On Mar 5, 12:25 pm, lennysan <lenny...@gmail.com> wrote:
> I've been working on a Guideline for Postmortem Communication, and ran
> this post through the 
> guideline:http://www.transparentuptime.com/2010/03/google-app-engine-downtime-p...
>
> Overall, this may be the simple most impressive postmortem I've seen
> yet. The amount of time and though put into this post is staggering,
> and the takeaways are useful to every organization.
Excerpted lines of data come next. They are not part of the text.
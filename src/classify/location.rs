use std::sync::LazyLock;

use regex::Regex;

use crate::classify::url_hint;
use crate::record::UNKNOWN;

// Gazetteer: canonical place name → surface-text variants (historical,
// native, abbreviated). Matched as case-insensitive substrings of the
// combined location + name + details text.
const CITIES: &[(&str, &[&str])] = &[
    ("London", &["London", "Blackfriars, London", "Greater London", "City of London", "Londinium"]),
    ("Paris", &["Paris", "Île-de-France", "Lutetia"]),
    ("Berlin", &["Berlin", "Berlino"]),
    ("Madrid", &["Madrid", "Villa de Madrid"]),
    ("Rome", &["Rome", "Roma", "Eternal City"]),
    ("Vienna", &["Vienna", "Wien"]),
    ("Prague", &["Prague", "Praha"]),
    ("Moscow", &["Moscow", "Moskva"]),
    ("Saint Petersburg", &["Saint Petersburg", "St. Petersburg", "Leningrad", "Petrograd"]),
    ("New York", &["New York", "New York City", "Manhattan", "Brooklyn", "Queens"]),
    ("Los Angeles", &["Los Angeles", "City of Angels"]),
    ("Chicago", &["Chicago", "Windy City"]),
    ("Toronto", &["Toronto", "Greater Toronto"]),
    ("Montreal", &["Montreal", "Montréal"]),
    ("San Francisco", &["San Francisco", "Bay Area"]),
    ("Boston", &["Boston", "Beantown"]),
    ("Houston", &["Houston", "Space City"]),
    ("Tokyo", &["Tokyo", "Tōkyō", "Edo"]),
    ("Beijing", &["Beijing", "Peking", "Běijīng"]),
    ("Shanghai", &["Shanghai", "Shànghǎi"]),
    ("Hong Kong", &["Hong Kong", "Xiānggǎng"]),
    ("Seoul", &["Seoul", "Sŏul"]),
    ("Bangkok", &["Bangkok", "Krung Thep"]),
    ("Mumbai", &["Mumbai", "Bombay", "Mumbaī"]),
    ("Delhi", &["Delhi", "New Delhi", "Dilli"]),
    ("Sydney", &["Sydney", "Harbour City"]),
    ("Melbourne", &["Melbourne"]),
    ("Auckland", &["Auckland", "Tāmaki Makaurau"]),
    ("São Paulo", &["São Paulo", "Sao Paulo"]),
    ("Rio de Janeiro", &["Rio de Janeiro", "Cidade Maravilhosa"]),
    ("Buenos Aires", &["Buenos Aires"]),
    ("Cairo", &["Cairo", "Al-Qāhirah"]),
    ("Johannesburg", &["Johannesburg", "Joburg"]),
    ("Cape Town", &["Cape Town", "Kaapstad"]),
    ("Lagos", &["Lagos"]),
];

const COUNTRIES: &[(&str, &[&str])] = &[
    ("United Kingdom", &[
        "Britain", "Great Britain", "England", "Scotland", "Wales", "Northern Ireland",
        "County Durham", "Yorkshire", "Lancashire", "Cornwall", "Devon", "Staffordshire",
        "Derbyshire", "Isle of Man", "Isles of Scilly", "Shetland", "Thames", "British",
        "United Kingdom",
    ]),
    ("Ireland", &["Ireland", "Dublin", "County Galway", "County Donegal", "Bantry Bay", "Irish", "Eire"]),
    ("France", &["France", "French", "Paris", "Brittany", "Normandy", "Beauvais", "Lyon", "Marseille"]),
    ("United States", &["United States", "America", "American", "New York", "California", "Texas", "Florida", "Chicago", "Los Angeles", "Houston"]),
    ("Australia", &["Australia", "Australian", "Victoria", "Tasmania", "Sydney", "Melbourne", "Brisbane", "Canberra"]),
    ("Austria", &["Austria", "Austrian", "Vienna", "Innsbruck", "Salzburg", "Tyrol"]),
    ("Belgium", &["Belgium", "Belgian", "Brussels", "Antwerp", "Ghent", "Flanders", "Aarsele"]),
    ("Germany", &["Germany", "German", "Bavaria", "Berlin", "Munich", "Hamburg", "Cologne"]),
    ("Japan", &["Japan", "Japanese", "Tokyo", "Osaka", "Kyoto", "Yokohama", "Hiroshima", "Nagasaki"]),
    ("China", &["China", "Chinese", "Beijing", "Shanghai", "Hong Kong", "Guangzhou", "Chengdu"]),
    ("Russia", &["Russia", "Russian", "Moscow", "Saint Petersburg", "Siberia", "Kazan"]),
    ("India", &["India", "Indian", "Mumbai", "Delhi", "Bangalore", "Chennai", "Kolkata"]),
    ("Brazil", &["Brazil", "Brazilian", "São Paulo", "Rio de Janeiro", "Brasília", "Salvador"]),
    ("Canada", &["Canada", "Canadian", "Toronto", "Montreal", "Vancouver", "Ottawa", "Quebec"]),
    ("Italy", &["Italy", "Italian", "Rome", "Milan", "Venice", "Naples", "Turin"]),
    ("Spain", &["Spain", "Spanish", "Madrid", "Barcelona", "Valencia", "Seville"]),
    ("Mexico", &["Mexico", "Mexican", "Mexico City", "Guadalajara", "Monterrey"]),
    ("South Korea", &["South Korea", "Korean", "Seoul", "Busan", "Incheon"]),
    ("Netherlands", &["Netherlands", "Dutch", "Amsterdam", "Rotterdam", "The Hague", "Utrecht"]),
    ("Switzerland", &["Switzerland", "Swiss", "Zurich", "Geneva", "Basel", "Bern"]),
    ("Sweden", &["Sweden", "Swedish", "Stockholm", "Gothenburg", "Malmö", "Uppsala"]),
    ("Norway", &["Norway", "Norwegian", "Oslo", "Bergen", "Trondheim"]),
    ("Denmark", &["Denmark", "Danish", "Copenhagen", "Aarhus", "Odense"]),
    ("Finland", &["Finland", "Finnish", "Helsinki", "Tampere", "Turku"]),
    ("Poland", &["Poland", "Polish", "Warsaw", "Kraków", "Gdańsk"]),
    ("Greece", &["Greece", "Greek", "Athens", "Thessaloniki", "Patras"]),
    ("Turkey", &["Turkey", "Turkish", "Istanbul", "Ankara", "Bursa"]),
    ("Egypt", &["Egypt", "Egyptian", "Cairo", "Alexandria", "Giza", "Suez"]),
    ("South Africa", &["South Africa", "South African", "Johannesburg", "Cape Town", "Durban", "Pretoria"]),
    ("New Zealand", &["New Zealand", "Auckland", "Wellington", "Christchurch", "Dunedin"]),
];

// Candidates the regex fallback must never accept as a city.
const CITY_DENYLIST: &[&str] = &[
    "England", "Scotland", "Wales", "Ireland", "Britain", "France", "Germany", "Italy",
    "Spain", "Russia", "China", "Japan", "India", "Brazil", "Canada", "Australia",
    "New Zealand", "South Africa", "Egypt", "Turkey", "Greece", "Poland", "Hungary",
    "Mexico", "South Korea", "Netherlands", "Switzerland", "Sweden", "Norway", "Denmark",
    "Finland", "United States", "United Kingdom", "United Arab Emirates", "Saudi Arabia",
    "South America", "North America", "Europe", "Asia", "Africa", "Oceania",
];

static SERVICE_WORD_RE: LazyLock<Regex> =
    LazyLock::new(|| Regex::new(r"(?i)\b(accidents?|and|disasters?|by|death|toll)\b").unwrap());
static PUNCT_RE: LazyLock<Regex> = LazyLock::new(|| Regex::new(r"[^\w\s,]").unwrap());

static CITY_FALLBACK_RES: LazyLock<Vec<Regex>> = LazyLock::new(|| {
    [
        r"in ([A-Z][a-z]+(?:\s+[A-Z][a-z]+)*)(?:,|\s|$)",
        r"at ([A-Z][a-z]+(?:\s+[A-Z][a-z]+)*)(?:,|\s|$)",
        r"near ([A-Z][a-z]+(?:\s+[A-Z][a-z]+)*)(?:,|\s|$)",
        r"^([A-Z][a-z]+(?:\s+[A-Z][a-z]+)*)(?:,|\s|$)",
        r"([A-Z][a-z]+(?:\s+[A-Z][a-z]+)*)\s+disaster",
        r"([A-Z][a-z]+(?:\s+[A-Z][a-z]+)*)\s+accident",
        r"([A-Z][a-z]+(?:\s+[A-Z][a-z]+)*)\s+incident",
    ]
    .iter()
    .map(|p| Regex::new(p).unwrap())
    .collect()
});

static COUNTRY_FALLBACK_RES: LazyLock<Vec<Regex>> = LazyLock::new(|| {
    [
        r"in ([A-Z][a-z]+(?:\s+[A-Z][a-z]+)*)(?:,|\s|$)",
        r"at ([A-Z][a-z]+(?:\s+[A-Z][a-z]+)*)(?:,|\s|$)",
        r"near ([A-Z][a-z]+(?:\s+[A-Z][a-z]+)*)(?:,|\s|$)",
        r"([A-Z][a-z]+(?:\s+[A-Z][a-z]+)*)\s+disaster",
        r"([A-Z][a-z]+(?:\s+[A-Z][a-z]+)*)\s+accident",
        r"([A-Z][a-z]+(?:\s+[A-Z][a-z]+)*)\s+incident",
    ]
    .iter()
    .map(|p| Regex::new(p).unwrap())
    .collect()
});

fn cleaned_text(location: &str, event_name: &str, details: &str) -> String {
    let combined = format!("{} {} {}", location, event_name, details);
    let no_service = SERVICE_WORD_RE.replace_all(&combined, "");
    PUNCT_RE.replace_all(&no_service, " ").to_string()
}

/// Resolve a city from free text: gazetteer lookup first, then a
/// capitalized-phrase fallback with a country/region denylist.
pub fn extract_city(location: &str, event_name: &str, details: &str) -> String {
    if location.is_empty() && event_name.is_empty() && details.is_empty() {
        return UNKNOWN.to_string();
    }
    let text = cleaned_text(location, event_name, details);
    let lower = text.to_lowercase();

    for (city, variants) in CITIES {
        if variants.iter().any(|v| lower.contains(&v.to_lowercase())) {
            return (*city).to_string();
        }
    }

    // Best-effort: pull a proper noun out of "in/at/near <X>" shapes.
    for re in CITY_FALLBACK_RES.iter() {
        if let Some(caps) = re.captures(&text) {
            let candidate = caps[1].trim();
            if !CITY_DENYLIST.contains(&candidate) {
                return candidate.to_string();
            }
        }
    }

    UNKNOWN.to_string()
}

/// Resolve a country from free text, the source-page URL, or a
/// capitalized-phrase fallback, in that priority order. The regex path
/// only accepts candidates that name a known country or variant.
pub fn resolve_country(location: &str, event_name: &str, details: &str, url: Option<&str>) -> String {
    if location.is_empty() && event_name.is_empty() && details.is_empty() && url.is_none() {
        return UNKNOWN.to_string();
    }
    let text = cleaned_text(location, event_name, details);
    let lower = text.to_lowercase();

    for (country, variants) in COUNTRIES {
        if variants.iter().any(|v| lower.contains(&v.to_lowercase())) {
            return (*country).to_string();
        }
    }

    if let Some(url) = url {
        if let Some(country) = url_hint::country_from_url(url) {
            return country;
        }
    }

    for re in COUNTRY_FALLBACK_RES.iter() {
        if let Some(caps) = re.captures(&text) {
            let candidate = caps[1].trim();
            if let Some(canonical) = canonical_country(candidate) {
                return canonical.to_string();
            }
        }
    }

    UNKNOWN.to_string()
}

fn canonical_country(candidate: &str) -> Option<&'static str> {
    COUNTRIES
        .iter()
        .find(|(country, variants)| *country == candidate || variants.contains(&candidate))
        .map(|(country, _)| *country)
}

#[cfg(test)]
mod tests {
    use super::*;

    #[test]
    fn gazetteer_city_hit() {
        assert_eq!(extract_city("Tokyo Bay", "ferry sinking", ""), "Tokyo");
        assert_eq!(extract_city("", "Great fire of Londinium", ""), "London");
    }

    #[test]
    fn gazetteer_beats_regex_fallback() {
        // "Tokyo" resolves via the gazetteer even when a capitalized
        // denylist region also appears in "in <X>" position.
        assert_eq!(extract_city("", "explosion in Europe near Tokyo harbour", ""), "Tokyo");
    }

    #[test]
    fn regex_fallback_is_best_effort() {
        let city = extract_city("", "mine collapse near Wankie", "");
        assert_eq!(city, "Wankie");
    }

    #[test]
    fn denylist_rejects_regions() {
        assert_eq!(extract_city("", "storm in England", ""), "unknown");
    }

    #[test]
    fn country_from_variants() {
        assert_eq!(resolve_country("Yorkshire", "", "", None), "United Kingdom");
        assert_eq!(resolve_country("", "Sinking off Hiroshima", "", None), "Japan");
    }

    #[test]
    fn country_from_url_hint() {
        let url = "https://en.wikipedia.org/wiki/List_of_disasters_in_Sweden_by_death_toll";
        assert_eq!(resolve_country("", "mine explosion", "", Some(url)), "Sweden");
    }

    #[test]
    fn text_beats_url_hint() {
        let url = "https://en.wikipedia.org/wiki/List_of_disasters_in_Sweden_by_death_toll";
        assert_eq!(resolve_country("Tokyo", "", "", Some(url)), "Japan");
    }

    #[test]
    fn unresolvable_is_unknown() {
        assert_eq!(resolve_country("", "", "", None), "unknown");
        assert_eq!(extract_city("", "", ""), "unknown");
    }

    #[test]
    fn service_words_do_not_leak() {
        // "death toll" wording must not block resolution of the rest.
        assert_eq!(resolve_country("", "flood death toll rises in Warsaw", "", None), "Poland");
    }
}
I'm especially
> impressed with the proposed new functionality that turns this event
> into a long term positive, which is really all you can ask for after
> an incident.
>
> On Mar 4, 3:22 pm, App Engine Team <appengine.nore...@gmail.com>
> wrote:
>
> > Post-Mortem Summary
>
> > This document details the cause and events occurring immediately after
> > App Engine's outage on February 24th, 2010, as well as the steps we
> > are taking to mitigate the impact of future outages like this one in
> > the future.
>
> > On February 24th, 2010, all Googe App Engine applications were in
> > varying degraded states of operation for a period of two hours and
> > twenty minutes from 7:48 AM to 10:09 AM PT | 15:48 to 18:09 GMT.  The
> > underlying cause of the outage was a power failure in our primary
> > datacenter. While the Google App Engine infrastructure is designed to
> > quickly recover from these sort of failures, this type of rare
> > problem, combined with internal procedural issues  extended the time
> > required to restore the service.
>
> > <<Link to full timeline here, which is attached below.>>
>
> > What did we do wrong?
>
> > Though the team had planned for this sort of failure, our response had
> > a few important issues:
>
> > - Although we had procedures ready for this sort of outage, the oncall
> > staff was unfamiliar with them and had not trained sufficiently with
> > the specific recovery procedure for this type of failure.
>
> > - Recent work to migrate the datastore for better multihoming changed
> > and improved the procedure for handling these failures significantly.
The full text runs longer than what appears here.